Allen Ginsberg at Rockland State Hospital
by Ted Chabasinski on Thursday, December 30, 2010
I have always been aware that Allen Ginsberg had been an inmate at Rockland State Hospital. Recently, after reading “Howl,” I realized that he and I had been at Rockland at the same time, he as a young man, myself as a child. So I thought I would Google him, and find out more details about his stint at Rockland. First I went to the Wikipedia article, and was shocked to find out they didn’t talk about it at all. They talked about his mother, who, like my mother, was diagnosed as a paranoid schizophrenic, and locked up multiple times, including Rockland and Pilgrim State Hospital, where she and my mother both died.
They talked about his friend Carl Solomon, who was also incarcerated at Rockland. They talked about a lot of things, but they would not say, basically, that this great poet was once an inmate at a state mental institution. Ginsberg himself made no secret of it, and certainly the imagery throughout his great poem makes it clear how much he was influenced by his connection with the mental illness system.
I went through a whole bunch of other articles about Ginsberg, and found this same blackout about the fact that he was a psych survivor.
Why is this? It is because, I think, that the writers of these articles think it would demean Ginsberg’s memory for the world to know that he was a psych survivor, just like me and many of the people reading this.
Usually, what is much more common is for us to be treated as non-persons unable to speak for ourselves and left out of the ongoing discussion of social issues, especially about “mental health.” That could certainly not be said of Ginsberg, so instead an important part of his identity is almost erased from history, by well-meaning (perhaps) liberals who don’t want to deal with the reality of so many gifted and talented and famous and unknown people who have been put through the meat grinder of institutional psychiatry.
And what does this mean to us, the victims of this evil system? It means that the stereotypes about us are perpetuated, that we are robbed of the heroes we could be proud of, that the public continues to think of us as weird creatures who wander the streets talking to themselves, who should be rounded up and drugged and stripped of our human rights.

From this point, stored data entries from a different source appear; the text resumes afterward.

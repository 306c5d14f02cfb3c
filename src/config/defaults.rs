//! Default configuration values.

use super::types::RunConfig;
use crate::model::Severity;
use crate::peers::FavorRelease;

/// Default severity at which a run fails.
pub const DEFAULT_THRESHOLD: Severity = Severity::Verify;

/// Payload locations where a content change needs a security review.
pub const DEFAULT_SECURITY_PATH_PREFIXES: &[&str] = &[
    "/etc/pam.d/",
    "/etc/security/",
    "/etc/sudoers.d/",
    "/usr/lib/polkit-1/",
    "/usr/share/polkit-1/",
    "/usr/lib/tmpfiles.d/",
];

/// Owners and groups that packaged files should never carry.
pub const DEFAULT_FORBIDDEN_OWNERS: &[&str] = &["mockbuild"];
pub const DEFAULT_FORBIDDEN_GROUPS: &[&str] = &["mockbuild"];

impl Default for RunConfig {
    fn default() -> Self {
        Self {
            threshold: DEFAULT_THRESHOLD,
            favor_release: FavorRelease::None,
            security_rules: None,
            waivers: Default::default(),
            ignores: Vec::new(),
            inspection_ignores: Default::default(),
            security_path_prefixes: to_strings(DEFAULT_SECURITY_PATH_PREFIXES),
            forbidden_owners: to_strings(DEFAULT_FORBIDDEN_OWNERS),
            forbidden_groups: to_strings(DEFAULT_FORBIDDEN_GROUPS),
            fileinfo: Vec::new(),
            capabilities: Vec::new(),
            inspections: Vec::new(),
            output: Default::default(),
        }
    }
}

fn to_strings(items: &[&str]) -> Vec<String> {
    items.iter().map(|s| (*s).to_string()).collect()
}
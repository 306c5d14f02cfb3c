//! Integration tests for security rules and waiver resolution.

use peerdiff::{
    policy::{load_rule_file, parse_rule_str},
    FindingParams, InspectError, PackageMetadata, ResultAggregator, RuleClause,
    SecurityPolicyResolver, Severity, Verb, WaiverAuthority,
};
use std::path::Path;

const FIXTURES_DIR: &str = concat!(env!("CARGO_MANIFEST_DIR"), "/tests/fixtures");

fn resolver(doc: &str) -> SecurityPolicyResolver {
    SecurityPolicyResolver::new(parse_rule_str(doc).expect("rules"))
}

#[test]
fn test_exact_clause_beats_wildcard() {
    let resolver = resolver(
        r#"
foo:
  - version: "2.0"
    release: "1.el9"
    actions:
      setuid: info
  - version: "*"
    release: "*"
    actions:
      setuid: bad
"#,
    );

    let policy = resolver.resolve("foo", "2.0", "1.el9").expect("match");
    assert_eq!(policy.action("setuid"), Some(Severity::Info));

    let fallback = resolver.resolve("foo", "3.0", "1.el9").expect("match");
    assert_eq!(fallback.action("setuid"), Some(Severity::Bad));
}

#[test]
fn test_regex_ranks_between_exact_and_any() {
    let resolver = resolver(
        r#"
foo:
  - version: "*"
    waivers:
      verify: security
  - version: "2\\..*"
    waivers:
      verify: not-waivable
"#,
    );

    let policy = resolver.resolve("foo", "2.4", "1").expect("match");
    assert_eq!(
        policy.waiver_for(Severity::Verify),
        Some(WaiverAuthority::NotWaivable)
    );
    let other = resolver.resolve("foo", "1.4", "1").expect("match");
    assert_eq!(
        other.waiver_for(Severity::Verify),
        Some(WaiverAuthority::Security)
    );
}

#[test]
fn test_unknown_package_resolves_to_none() {
    let resolver = resolver("foo:\n  - version: \"*\"\n");
    assert!(resolver.resolve("bar", "1.0", "1").is_none());
}

#[test]
fn test_invalid_pattern_fails_whole_load() {
    let err = parse_rule_str(
        r#"
foo:
  - version: "1.0"
bar:
  - version: "(unclosed"
"#,
    )
    .expect_err("bad pattern");
    assert!(matches!(err, InspectError::RulePattern { .. }));
}

#[test]
fn test_waiver_precedence_through_aggregator() {
    let mut resolver = SecurityPolicyResolver::default();
    resolver.register(
        "foo",
        RuleClause::new("*", "*")
            .expect("clause")
            .with_waiver(Severity::Bad, WaiverAuthority::Security),
    );
    let meta = PackageMetadata::new("foo", "1.0", "1");
    let results = ResultAggregator::new();

    // Rule clause overrides the global default
    results.submit_with_rules(
        FindingParams::new("test", Severity::Bad, Verb::Changed, "from rule").with_package(&meta),
        &resolver,
    );
    // An explicit authority overrides the rule clause
    results.submit_with_rules(
        FindingParams::new("test", Severity::Bad, Verb::Changed, "explicit")
            .with_package(&meta)
            .with_waiver(WaiverAuthority::Anyone),
        &resolver,
    );
    // No package: global default
    results.submit_with_rules(
        FindingParams::new("test", Severity::Bad, Verb::Changed, "global"),
        &resolver,
    );

    let authorities: Vec<WaiverAuthority> = results
        .findings()
        .iter()
        .map(|f| f.waiver_authority)
        .collect();
    assert_eq!(
        authorities,
        vec![
            WaiverAuthority::Security,
            WaiverAuthority::Anyone,
            WaiverAuthority::Anyone
        ]
    );
}

#[test]
fn test_load_fixture_rules() {
    let rules = load_rule_file(&Path::new(FIXTURES_DIR).join("rules.yaml")).expect("load");
    assert_eq!(rules.packages(), vec!["foo", "foo-tools"]);
    assert_eq!(rules.clauses("foo").len(), 2);
}

#[test]
fn test_load_rules_from_tempfile() {
    let dir = tempfile::tempdir().expect("tempdir");
    let path = dir.path().join("rules.yaml");
    std::fs::write(&path, "sudo:\n  - actions:\n      setuid: skip\n").expect("write");

    let resolver = SecurityPolicyResolver::new(load_rule_file(&path).expect("load"));
    let policy = resolver.resolve("sudo", "1.9.5", "3").expect("match");
    assert_eq!(policy.action("setuid"), Some(Severity::Skip));

    assert!(matches!(
        load_rule_file(&dir.path().join("missing.yaml")),
        Err(InspectError::Io { .. })
    ));
}
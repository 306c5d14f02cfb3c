//! Pairing of before/after package snapshots and their payload files.
//!
//! [`BuildPeerIndex`] owns every snapshot of a comparison in a generational
//! arena. Peers are formed by package name, files are correlated by payload
//! path, and leftovers are checked for moves across paths and subpackages.

mod arena;
mod correlate;
mod favor;
mod index;

pub use favor::FavorRelease;
pub use index::{
    BuildPeerIndex, BuildStats, ChangeKind, FileCorrelation, PackagePeer, PeerIndexBuilder,
    ResolvedCorrelation,
};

I am writing an article,”Are Mental Patients Really Human?” that will deal with the attitudes I have just described. It is subtitled “The Genteel Bigotry of the Liberal Establishment.” No, hardly anyone would dare to call us “mental cases” or “nut jobs” in the polite company of those who like to think of themselves as enlightened. Instead, we are portrayed as somehow non-persons. And if, as in the case of Allen Ginsberg, we cannot be portrayed as non-persons, then it is denied that we are psych survivors.
I want to urge all of you reading this, whether psych survivors or sincere allies, to think about this. Whether it is overt and crude, or subtle and somewhat hidden, bigotry is bigotry. We need to recognize this and speak out against it, everywhere and in every way we can. Else people with psychiatric histories will continue to be, either forced to be silent about their experience, or treated as subhumans.
—
Carl Solomon! I’m with you in Rockland
where you’re madder than I am…
where fifty more shocks will never return your
soul to its body again from its pilgrimage to a
cross in the void…
I’m with you in Rockland
in my dreams you walk dripping from a sea-
journey on the highway across America in tears
to the door of my cottage in the Western night
–Allen Ginsberg, “Howl” (1956)
Dear Ted,
It is public knowledge that Allen was treated for mental illness. He wrote about it. Jack Kerouac wrote about it. William Burroughs wrote about it. This is old news. Multiple biographies provide myriad details.
But yes, it is important for people to know that the human mind and spirit are capable of enduring, surviving, and prevailing over what would seem to be the most incredible odds.
with best regards,
Tim
Post Script:
Allen was a very sweet man. I was honored to speak with him a couple months before he died. His only “mental crime” was thinking outside the box. (or thinking too much) And for this, they put him in the box. But intimating that poorly-researched articles are the fault of some pontifical “liberal establishment” is logical fallacy. (Wikipedia can be defined as poor research, because anyone, however ill-informed or misinformed, can edit it.) I have not perceived any convoluted conspiracy to erase history. History speaks, and various people… from all political perspectives… would be well-advised to listen. And I thank you for your message encouraging open communication and honest discussion. This serves is well.
Post Post Script: One of my favorite pieces by Allen was written towards the end…
it is called “Is About.” Howl was a piece of time captured by a young man, but this later
poem reflected years of learning, loss, and sorrow embraced until it blossomed into joy.